### SOURCE INFORMATION
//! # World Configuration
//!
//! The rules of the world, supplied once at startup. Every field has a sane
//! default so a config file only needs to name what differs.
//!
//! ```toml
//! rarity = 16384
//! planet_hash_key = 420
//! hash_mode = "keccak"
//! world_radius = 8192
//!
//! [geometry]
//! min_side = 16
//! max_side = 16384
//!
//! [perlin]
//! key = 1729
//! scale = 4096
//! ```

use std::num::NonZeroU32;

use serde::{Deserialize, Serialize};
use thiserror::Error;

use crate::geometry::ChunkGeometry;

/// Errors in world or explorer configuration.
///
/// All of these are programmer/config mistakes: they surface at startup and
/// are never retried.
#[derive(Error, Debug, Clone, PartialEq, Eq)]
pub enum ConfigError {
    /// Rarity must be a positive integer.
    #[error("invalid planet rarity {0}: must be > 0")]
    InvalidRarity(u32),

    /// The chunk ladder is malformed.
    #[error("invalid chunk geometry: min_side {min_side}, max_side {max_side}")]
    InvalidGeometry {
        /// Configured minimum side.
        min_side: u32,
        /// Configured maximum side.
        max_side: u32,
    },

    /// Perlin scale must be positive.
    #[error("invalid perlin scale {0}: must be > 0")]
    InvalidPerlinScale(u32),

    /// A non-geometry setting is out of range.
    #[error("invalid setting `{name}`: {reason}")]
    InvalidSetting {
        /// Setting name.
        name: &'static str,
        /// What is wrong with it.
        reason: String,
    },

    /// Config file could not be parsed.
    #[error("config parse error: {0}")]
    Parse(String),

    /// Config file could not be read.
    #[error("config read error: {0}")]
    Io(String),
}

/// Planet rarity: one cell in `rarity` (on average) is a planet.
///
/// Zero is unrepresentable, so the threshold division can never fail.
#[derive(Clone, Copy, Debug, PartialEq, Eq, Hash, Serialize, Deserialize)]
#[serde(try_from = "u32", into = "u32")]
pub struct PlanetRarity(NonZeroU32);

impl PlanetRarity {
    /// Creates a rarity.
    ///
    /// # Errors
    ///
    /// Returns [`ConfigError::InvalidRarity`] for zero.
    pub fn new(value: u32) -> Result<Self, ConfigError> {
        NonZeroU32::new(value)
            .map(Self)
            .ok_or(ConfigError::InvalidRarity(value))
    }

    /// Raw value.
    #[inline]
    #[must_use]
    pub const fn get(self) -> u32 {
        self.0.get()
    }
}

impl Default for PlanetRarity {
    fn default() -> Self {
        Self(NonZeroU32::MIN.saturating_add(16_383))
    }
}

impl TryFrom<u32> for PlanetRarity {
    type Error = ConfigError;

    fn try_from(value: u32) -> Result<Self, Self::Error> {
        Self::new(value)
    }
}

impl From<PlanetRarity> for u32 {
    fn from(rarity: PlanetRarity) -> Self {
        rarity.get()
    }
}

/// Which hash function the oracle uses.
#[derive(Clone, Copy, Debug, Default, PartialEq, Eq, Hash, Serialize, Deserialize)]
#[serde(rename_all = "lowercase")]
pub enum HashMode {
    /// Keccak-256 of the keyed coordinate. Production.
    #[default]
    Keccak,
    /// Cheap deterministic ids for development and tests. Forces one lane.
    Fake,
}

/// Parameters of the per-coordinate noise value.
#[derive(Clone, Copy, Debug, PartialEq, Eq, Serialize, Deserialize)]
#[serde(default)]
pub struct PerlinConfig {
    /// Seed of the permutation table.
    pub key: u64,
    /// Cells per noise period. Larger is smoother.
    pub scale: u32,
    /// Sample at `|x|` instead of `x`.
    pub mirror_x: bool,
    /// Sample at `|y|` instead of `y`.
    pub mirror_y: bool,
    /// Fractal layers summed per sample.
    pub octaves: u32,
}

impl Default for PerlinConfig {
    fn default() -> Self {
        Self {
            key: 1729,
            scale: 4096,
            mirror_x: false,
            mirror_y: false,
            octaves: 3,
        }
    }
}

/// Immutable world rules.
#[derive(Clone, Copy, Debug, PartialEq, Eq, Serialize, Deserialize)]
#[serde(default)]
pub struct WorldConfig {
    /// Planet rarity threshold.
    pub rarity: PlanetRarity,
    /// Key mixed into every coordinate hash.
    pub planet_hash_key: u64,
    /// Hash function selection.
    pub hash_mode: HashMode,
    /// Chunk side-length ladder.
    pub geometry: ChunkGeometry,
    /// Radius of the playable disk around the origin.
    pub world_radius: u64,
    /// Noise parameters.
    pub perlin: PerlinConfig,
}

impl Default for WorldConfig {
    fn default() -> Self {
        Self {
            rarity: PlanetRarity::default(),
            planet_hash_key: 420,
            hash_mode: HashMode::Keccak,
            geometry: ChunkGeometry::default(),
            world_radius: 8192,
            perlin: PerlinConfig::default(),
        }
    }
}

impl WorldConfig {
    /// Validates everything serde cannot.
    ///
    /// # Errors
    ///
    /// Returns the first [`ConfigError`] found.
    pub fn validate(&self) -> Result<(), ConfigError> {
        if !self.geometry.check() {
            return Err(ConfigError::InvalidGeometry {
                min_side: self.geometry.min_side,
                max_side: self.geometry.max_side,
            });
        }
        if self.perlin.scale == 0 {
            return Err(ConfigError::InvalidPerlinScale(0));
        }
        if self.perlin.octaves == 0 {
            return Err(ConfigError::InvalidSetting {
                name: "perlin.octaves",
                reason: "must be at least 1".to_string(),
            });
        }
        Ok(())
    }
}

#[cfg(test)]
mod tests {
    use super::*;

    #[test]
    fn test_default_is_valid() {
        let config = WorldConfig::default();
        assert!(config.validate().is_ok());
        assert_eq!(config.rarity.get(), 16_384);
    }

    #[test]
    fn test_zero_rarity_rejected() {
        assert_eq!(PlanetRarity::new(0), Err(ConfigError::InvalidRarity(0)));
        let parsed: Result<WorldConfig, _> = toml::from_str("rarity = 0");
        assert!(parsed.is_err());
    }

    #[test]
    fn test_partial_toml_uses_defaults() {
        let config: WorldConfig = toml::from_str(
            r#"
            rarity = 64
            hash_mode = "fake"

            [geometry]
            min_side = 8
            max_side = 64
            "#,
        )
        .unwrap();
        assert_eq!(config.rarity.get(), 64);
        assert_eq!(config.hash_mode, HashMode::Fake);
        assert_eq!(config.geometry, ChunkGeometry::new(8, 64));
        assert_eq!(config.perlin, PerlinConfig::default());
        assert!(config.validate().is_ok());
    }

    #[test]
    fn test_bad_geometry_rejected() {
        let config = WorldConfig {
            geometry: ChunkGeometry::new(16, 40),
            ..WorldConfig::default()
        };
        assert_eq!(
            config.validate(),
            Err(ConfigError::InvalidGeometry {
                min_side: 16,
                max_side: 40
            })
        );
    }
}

### DIRECTIONS
Repeat every entry exactly, leaving nothing out.

### SOLUTION TO THIS PROBLEM
//! # World Configuration
//!
//! The rules of the world, supplied once at startup. Every field has a sane
//! default so a config file only needs to name what differs.
//!
//! ```toml
//! rarity = 16384
//! planet_hash_key = 420
//! hash_mode = "keccak"
//! world_radius = 8192
//!
//! [geometry]
//! min_side = 16
//! max_side = 16384
//!
//! [perlin]
//! key = 1729
//! scale = 4096
//! ```

use std::num::NonZeroU32;

use serde::{Deserialize, Serialize};
use thiserror::Error;

use crate::geometry::ChunkGeometry;

/// Errors in world or explorer configuration.
///
/// All of these are programmer/config mistakes: they surface at startup and
/// are never retried.
#[derive(Error, Debug, Clone, PartialEq, Eq)]
pub enum ConfigError {
    /// Rarity must be a positive integer.
    #[error("invalid planet rarity {0}: must be > 0")]
    InvalidRarity(u32),

    /// The chunk ladder is malformed.
    #[error("invalid chunk geometry: min_side {min_side}, max_side {max_side}")]
    InvalidGeometry {
        /// Configured minimum side.
        min_side: u32,
        /// Configured maximum side.
        max_side: u32,
    },

    /// Perlin scale must be positive.
    #[error("invalid perlin scale {0}: must be > 0")]
    InvalidPerlinScale(u32),

    /// A non-geometry setting is out of range.
    #[error("invalid setting `{name}`: {reason}")]
    InvalidSetting {
        /// Setting name.
        name: &'static str,
        /// What is wrong with it.
        reason: String,
    },

    /// Config file could not be parsed.
    #[error("config parse error: {0}")]
    Parse(String),

    /// Config file could not be read.
    #[error("config read error: {0}")]
    Io(String),
}

/// Planet rarity: one cell in `rarity` (on average) is a planet.
///
/// Zero is unrepresentable, so the threshold division can never fail.
#[derive(Clone, Copy, Debug, PartialEq, Eq, Hash, Serialize, Deserialize)]
#[serde(try_from = "u32", into = "u32")]
pub struct PlanetRarity(NonZeroU32);

impl PlanetRarity {
    /// Creates a rarity.
    ///
    /// # Errors
    ///
    /// Returns [`ConfigError::InvalidRarity`] for zero.
    pub fn new(value: u32) -> Result<Self, ConfigError> {
        NonZeroU32::new(value)
            .map(Self)
            .ok_or(ConfigError::InvalidRarity(value))
    }

    /// Raw value.
    #[inline]
    #[must_use]
    pub const fn get(self) -> u32 {
        self.0.get()
    }
}

impl Default for PlanetRarity {
    fn default() -> Self {
        Self(NonZeroU32::MIN.saturating_add(16_383))
    }
}

impl TryFrom<u32> for PlanetRarity {
    type Error = ConfigError;

    fn try_from(value: u32) -> Result<Self, Self::Error> {
        Self::new(value)
    }
}

impl From<PlanetRarity> for u32 {
    fn from(rarity: PlanetRarity) -> Self {
        rarity.get()
    }
}

/// Which hash function the oracle uses.
#[derive(Clone, Copy, Debug, Default, PartialEq, Eq, Hash, Serialize, Deserialize)]
#[serde(rename_all = "lowercase")]
pub enum HashMode {
    /// Keccak-256 of the keyed coordinate. Production.
    #[default]
    Keccak,
    /// Cheap deterministic ids for development and tests. Forces one lane.
    Fake,
}

/// Parameters of the per-coordinate noise value.
#[derive(Clone, Copy, Debug, PartialEq, Eq, Serialize, Deserialize)]
#[serde(default)]
pub struct PerlinConfig {
    /// Seed of the permutation table.
    pub key: u64,
    /// Cells per noise period. Larger is smoother.
    pub scale: u32,
    /// Sample at `|x|` instead of `x`.
    pub mirror_x: bool,
    /// Sample at `|y|` instead of `y`.
    pub mirror_y: bool,
    /// Fractal layers summed per sample.
    pub octaves: u32,
}

impl Default for PerlinConfig {
    fn default() -> Self {
        Self {
            key: 1729,
            scale: 4096,
            mirror_x: false,
            mirror_y: false,
            octaves: 3,
        }
    }
}

/// Immutable world rules.
#[derive(Clone, Copy, Debug, PartialEq, Eq, Serialize, Deserialize)]
#[serde(default)]
pub struct WorldConfig {
    /// Planet rarity threshold.
    pub rarity: PlanetRarity,
    /// Key mixed into every coordinate hash.
    pub planet_hash_key: u64,
    /// Hash function selection.
    pub hash_mode: HashMode,
    /// Chunk side-length ladder.
    pub geometry: ChunkGeometry,
    /// Radius of the playable disk around the origin.
    pub world_radius: u64,
    /// Noise parameters.
    pub perlin: PerlinConfig,
}

impl Default for WorldConfig {
    fn default() -> Self {
        Self {
            rarity: PlanetRarity::default(),
            planet_hash_key: 420,
            hash_mode: HashMode::Keccak,
            geometry: ChunkGeometry::default(),
            world_radius: 8192,
            perlin: PerlinConfig::default(),
        }
    }
}

impl WorldConfig {
    /// Validates everything serde cannot.
    ///
    /// # Errors
    ///
    /// Returns the first [`ConfigError`] found.
    pub fn validate(&self) -> Result<(), ConfigError> {
        if !self.geometry.check() {
            return Err(ConfigError::InvalidGeometry {
                min_side: self.geometry.min_side,
                max_side: self.geometry.max_side,
            });
        }
        if self.perlin.scale == 0 {
            return Err(ConfigError::InvalidPerlinScale(0));
        }
        if self.perlin.octaves == 0 {
            return Err(ConfigError::InvalidSetting {
                name: "perlin.octaves",
                reason: "must be at least 1".to_string(),
            });
        }
        Ok(())
    }
}

#[cfg(test)]
mod tests {
    use super::*;

    #[test]
    fn test_default_is_valid() {
        let config = WorldConfig::default();
        assert!(config.validate().is_ok());
        assert_eq!(config.rarity.get(), 16_384);
    }

    #[test]
    fn test_zero_rarity_rejected() {
        assert_eq!(PlanetRarity::new(0), Err(ConfigError::InvalidRarity(0)));
        let parsed: Result<WorldConfig, _> = toml::from_str("rarity = 0");
        assert!(parsed.is_err());
    }

    #[test]
    fn test_partial_toml_uses_defaults() {
        let config: WorldConfig = toml::from_str(
            r#"
            rarity = 64
            hash_mode = "fake"

            [geometry]
            min_side = 8
            max_side = 64
            "#,
        )
        .unwrap();
        assert_eq!(config.rarity.get(), 64);
        assert_eq!(config.hash_mode, HashMode::Fake);
        assert_eq!(config.geometry, ChunkGeometry::new(8, 64));
        assert_eq!(config.perlin, PerlinConfig::default());
        assert!(config.validate().is_ok());
    }

    #[test]
    fn test_bad_geometry_rejected() {
        let config = WorldConfig {
            geometry: ChunkGeometry::new(16, 40),
            ..WorldConfig::default()
        };
        assert_eq!(
            config.validate(),
            Err(ConfigError::InvalidGeometry {
                min_side: 16,
                max_side: 40
            })
        );
    }
}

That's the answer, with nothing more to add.